In the listing that follows, count the lines that include "source", and answer with the total alone.

+--

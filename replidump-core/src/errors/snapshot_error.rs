//! LVM snapshot errors.

/// Errors managing the replica's LVM snapshot.
#[derive(Debug, thiserror::Error)]
pub enum SnapshotError {
    #[error("failed to spawn `{command}`: {source}")]
    Spawn {
        command: String,
        source: std::io::Error,
    },

    #[error("failed to create snapshot {device} of size {size_gb}G")]
    CreateFailed { device: String, size_gb: u64 },

    #[error("failed to delete snapshot {device}")]
    DeleteFailed { device: String },

    #[error("snapshot {device} is mounted; refusing to delete")]
    Mounted { device: String },

    #[error("snapshot {device} does not exist")]
    DoesNotExist { device: String },

    #[error("unexpected `lvdisplay -c` output for {device}: {output:?}")]
    UnparsableStatus { device: String, output: String },
}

+--

_Answer_: 2